To set the context, consider what has just happened: Egypt has resisted the Lord God, Creator of the universe, and suffered the consequences. Exodus 10:1-13:16 presents the climax of the great deliverance story. Egypt’s god-king, Pharaoh, wavers between repentance and resistance, hedging the conditions on which he will let the Hebrew people go into the desert to worship the Lord with offerings and sacrifices. He stiffens his neck against God as the plague of Locusts destroys Egypt’s agricultural economy, and the plague of Darkness drains the last shred of courage from the Egyptian people. Then the Lord brings the final plague, and in the Death of the firstborn the Angel of the Lord destroys Egypt’s hopes for the future.
It is a tragedy of incalculable proportions. If it had been the loss of an entire population, as at Sodom or at Pompeii, then no one would be left to mourn the dead. If it were the loss of an entire army, such as Napoleon’s Grande Armée in Russia in 1812, or Custer’s 7th Cavalry at the Little Bighorn, at least some memory of honor would assuage the grief over the young and old men who breathed their last on behalf of their nation. And if it were the loss of national sovereignty, as in the Nazi occupation of Poland, then the people would unite in bitter resolve to rid the land of oppressors and postpone mourning until the offenses had been avenged.

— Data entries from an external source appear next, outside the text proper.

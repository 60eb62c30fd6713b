//! `goldthread audit` command.

use crate::audit::{build, write_artifacts};
use crate::config::AuditConfig;
use crate::context::ServiceContext;
use crate::report::format_summary;

use super::Outcome;

/// Execute the `audit` command.
///
/// Builds the classified graph, writes the report and orphan list, and
/// prints a summary. Orphans only fail the command under `strict`.
///
/// # Errors
///
/// Returns an error string if the audit could not run or an artifact could
/// not be written.
pub fn run_with_context(
    ctx: &ServiceContext,
    config: &AuditConfig,
    strict: bool,
) -> Result<Outcome, String> {
    let graph = build(ctx, config).map_err(|e| e.to_string())?;
    let written = write_artifacts(ctx, config, &graph).map_err(|e| e.to_string())?;

    println!("{}", format_summary(&graph));
    println!();
    println!("Wrote {}", written.report.display());
    println!("Wrote {}", written.orphans.display());

    if strict && !graph.is_clean() {
        return Ok(Outcome::IssuesFound);
    }
    Ok(Outcome::Success)
}
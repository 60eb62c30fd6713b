//! Live adapters for real external interactions.

pub mod clock;
pub mod filesystem;

pub use clock::LiveClock;
pub use filesystem::LiveFileSystem;
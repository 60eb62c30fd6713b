//! In-memory filesystem keyed by absolute path.

use std::collections::BTreeMap;
use std::path::{Path, PathBuf};
use std::sync::Mutex;

use crate::ports::filesystem::{FileSystem, FsResult};

/// Filesystem that keeps every file in a sorted map.
///
/// Directories exist implicitly: a path is a directory when some file lives
/// beneath it.
#[derive(Debug, Default)]
pub struct MemoryFileSystem {
    files: Mutex<BTreeMap<PathBuf, Vec<u8>>>,
}

impl MemoryFileSystem {
    /// Creates an empty filesystem.
    #[must_use]
    pub fn new() -> Self {
        Self::default()
    }

    /// Adds a file and returns the filesystem, for fluent setup.
    #[must_use]
    pub fn with_file(self, path: impl AsRef<Path>, contents: impl AsRef<[u8]>) -> Self {
        self.insert(path, contents);
        self
    }

    /// Adds or replaces a file.
    pub fn insert(&self, path: impl AsRef<Path>, contents: impl AsRef<[u8]>) {
        self.lock().insert(path.as_ref().to_path_buf(), contents.as_ref().to_vec());
    }

    fn lock(&self) -> std::sync::MutexGuard<'_, BTreeMap<PathBuf, Vec<u8>>> {
        // A panic while holding the lock leaves the map intact.
        self.files.lock().unwrap_or_else(std::sync::PoisonError::into_inner)
    }
}

impl FileSystem for MemoryFileSystem {
    fn read(&self, path: &Path) -> FsResult<Vec<u8>> {
        self.lock()
            .get(path)
            .cloned()
            .ok_or_else(|| format!("File not found: {}", path.display()).into())
    }

    fn write(&self, path: &Path, contents: &str) -> FsResult<()> {
        self.insert(path, contents);
        Ok(())
    }

    fn rename(&self, from: &Path, to: &Path) -> FsResult<()> {
        let mut files = self.lock();
        let contents =
            files.remove(from).ok_or_else(|| format!("File not found: {}", from.display()))?;
        files.insert(to.to_path_buf(), contents);
        Ok(())
    }

    fn exists(&self, path: &Path) -> bool {
        let is_file = self.lock().contains_key(path);
        is_file || self.is_dir(path)
    }

    fn is_dir(&self, path: &Path) -> bool {
        self.lock().keys().any(|k| k.starts_with(path) && k != path)
    }

    fn walk_files(&self, root: &Path, skip_dirs: &[String]) -> FsResult<Vec<PathBuf>> {
        if !self.is_dir(root) {
            return Err(format!("Not a directory: {}", root.display()).into());
        }
        let files = self
            .lock()
            .keys()
            .filter(|k| {
                let Ok(rel) = k.strip_prefix(root) else {
                    return false;
                };
                // Every component but the file name itself is a directory.
                let dirs = rel.parent().map(Path::components).into_iter().flatten();
                !dirs
                    .map(|c| c.as_os_str().to_string_lossy())
                    .any(|name| skip_dirs.iter().any(|skip| *skip == name))
            })
            .cloned()
            .collect();
        Ok(files)
    }
}

#[cfg(test)]
mod tests {
    use super::*;

    fn sample() -> MemoryFileSystem {
        MemoryFileSystem::new()
            .with_file("/repo/reqs/MON-001.yml", "uid: MON-001\n")
            .with_file("/repo/tests/test_a.py", "# test\n")
            .with_file("/repo/tests/.venv/lib.py", "# vendored\n")
    }

    #[test]
    fn directories_exist_implicitly() {
        let fs = sample();
        assert!(fs.is_dir(Path::new("/repo/reqs")));
        assert!(fs.exists(Path::new("/repo/reqs/MON-001.yml")));
        assert!(!fs.is_dir(Path::new("/repo/reqs/MON-001.yml")));
        assert!(!fs.exists(Path::new("/repo/docs")));
    }

    #[test]
    fn walk_files_honours_skip_dirs() {
        let fs = sample();
        let files = fs.walk_files(Path::new("/repo/tests"), &[".venv".to_string()]).unwrap();
        assert_eq!(files, vec![PathBuf::from("/repo/tests/test_a.py")]);
    }

    #[test]
    fn rename_moves_contents() {
        let fs = sample();
        fs.write(Path::new("/out/r.json.tmp"), "{}").unwrap();
        fs.rename(Path::new("/out/r.json.tmp"), Path::new("/out/r.json")).unwrap();
        assert!(!fs.exists(Path::new("/out/r.json.tmp")));
        assert_eq!(fs.read_to_string(Path::new("/out/r.json")).unwrap(), "{}");
    }

    #[test]
    fn read_to_string_rejects_invalid_utf8() {
        let fs = MemoryFileSystem::new().with_file("/bin.dat", [0xff, 0xfe, 0x00]);
        assert!(fs.read(Path::new("/bin.dat")).is_ok());
        assert!(fs.read_to_string(Path::new("/bin.dat")).is_err());
    }
}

But how does a nation mourn when no household is spared grievous loss? Imagine Egypt on that horrible night. In one house a young woman goes to bed as the happy wife of a strong warrior and mother of a fine son, but awakens at midnight to find that she is a childless widow. In the home next door an elderly couple hear her cries, and add cries of their own when they see one of their two sons and both of their granddaughters lifeless on their beds. In the stables outside livestock bellow as calves, lambs, kids, colts, puppies, and kittens instantly become cold, breathless corpses. The scene is repeated a million times and more, in each household from the Mediterranean shores to the cataracts of the Nile, bringing about exactly what God had said:
Moses said, “Thus says the Lord, ‘About midnight I am going out into the midst of Egypt, and all the firstborn in the land of Egypt shall die, from the firstborn of the Pharaoh who sits on his throne, even to the firstborn of the slave girl who is behind the millstones; all the firstborn of the cattle as well. Moreover, there shall be a great cry in all the land of Egypt, such as there has not been before and such as shall never be again.’” . . . Now it came about at midnight that the Lord struck all the firstborn in the land of Egypt, from the firstborn of Pharaoh who sat on his throne to the firstborn of the captive who was in the dungeon, and all the firstborn of cattle. Pharaoh arose in the night, he and all his servants and all the Egyptians, and there was a great cry in Egypt, for there was no home where there was not someone dead. (Exodus 11:4-6, 12:29-30 NASB)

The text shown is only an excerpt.